ときめいて死ね!!
いいや、戦って死のう。
2007年02月09日
 小川とゆかいな斎藤たち 1 (1)

 〈あのころはパシリにされてうつむいてばかりいた そんなわたしを救ってくれたのは「恐怖の三人衆」とよばれる(超)問題児たちでした――…〉と、中学二年になってもクラスメイトからはコケにされ、いじめられていた小川里生は、その悪名を学校中に響かせる三人の、斎藤という同性ではあるが赤の他人でもある男子たちと、偶然にも知り合い、そうして全然ベクトルは違うけれども、「友だち」がいないといった点においてはまったくの同士と見なされたことから、彼らと親しく付き合うこととなる。

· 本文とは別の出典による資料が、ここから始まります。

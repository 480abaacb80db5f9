use std::sync::Arc;

use crate::{Cancellation, ChangeEvent, ChildEvent, SyncError, ValueEvent};

/// Receives normalized changes from a sync engine or a derived view.
pub trait ChangeEventListener: Send + Sync {
    fn on_child_changed(&self, event: ChangeEvent);

    /// A consistency checkpoint: the list now matches the remote side.
    fn on_data_changed(&self);

    /// Terminal. Nothing else is delivered for this subscription.
    fn on_cancelled(&self, cancellation: &Cancellation);
}

/// Told every time a change listener is registered or unregistered.
pub trait SubscriptionEventListener: Send + Sync {
    fn on_subscription_added(&self);
    fn on_subscription_removed(&self);
}

/// Sink for the structural stream of an [`crate::OrderedSource`].
///
/// Returning an error means the event broke the source's ordering contract
/// and was not applied.
pub trait ChildEventListener<S>: Send + Sync {
    fn on_child_event(&self, event: ChildEvent<S>) -> Result<(), SyncError>;
}

/// Sink for the whole-collection stream of an [`crate::OrderedSource`].
pub trait ValueEventListener: Send + Sync {
    fn on_value_event(&self, event: ValueEvent);
}

/// Registrations are keyed by allocation, never by value. Only the data
/// pointer is compared; vtable pointers of the same type may differ between
/// codegen units.
pub fn same_listener<L: ?Sized>(a: &Arc<L>, b: &Arc<L>) -> bool {
    std::ptr::eq(Arc::as_ptr(a) as *const (), Arc::as_ptr(b) as *const ())
}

茶匡の『小川とゆかいな斎藤たち』は、これが作者にとっては初の連載作であり、まだ1巻だということもあって、けっして巧い部類に入る作品ではないけれど、まあ『なかよし』系のマンガをこう評するのは間違っているかもしれないが、燃えるし、ガッツが出てくる。その理由はおそらく、メインの登場人物らが誰も、周囲からは好かれてはいないのに、めげず、明るさを捨てないで、学校生活を営む姿に、心を動かされるからなのではないか、という気がする。ふつう、この手の内容だったら、三人の斎藤のうちのいずれか、または全員を、良い意味での権力者か、カリスマであるがゆえに一目置かれている、といったふうに設定することも可能だったように思う。だが、ここでは皆がみな嫌われ者でしかない。そのため同級生などに陰湿な罠を仕掛けられ、そのたび窮地に立たされてしまう。ひどい目といえば、ひどい目だ。しかし、これが暗い話になっていかないのは、たんにコメディの要素が入っているからだけではなくて、小川と三人の斎藤の、お互いがお互いにお互いを信頼し助け合う姿は、とても微笑ましく、読み手の関心を、そちらへと惹きつけられるぐらい、愉快に、楽しげであるから他ならない。〈楽しいコトも苦しいコトもどんななやみがあってもだいじょうぶ!! 勇気をくれる人たちがそばにいるから〉と、こうした台詞を、陳腐に貶めず、シンプルなメッセージとしてまっすぐに放ってくる。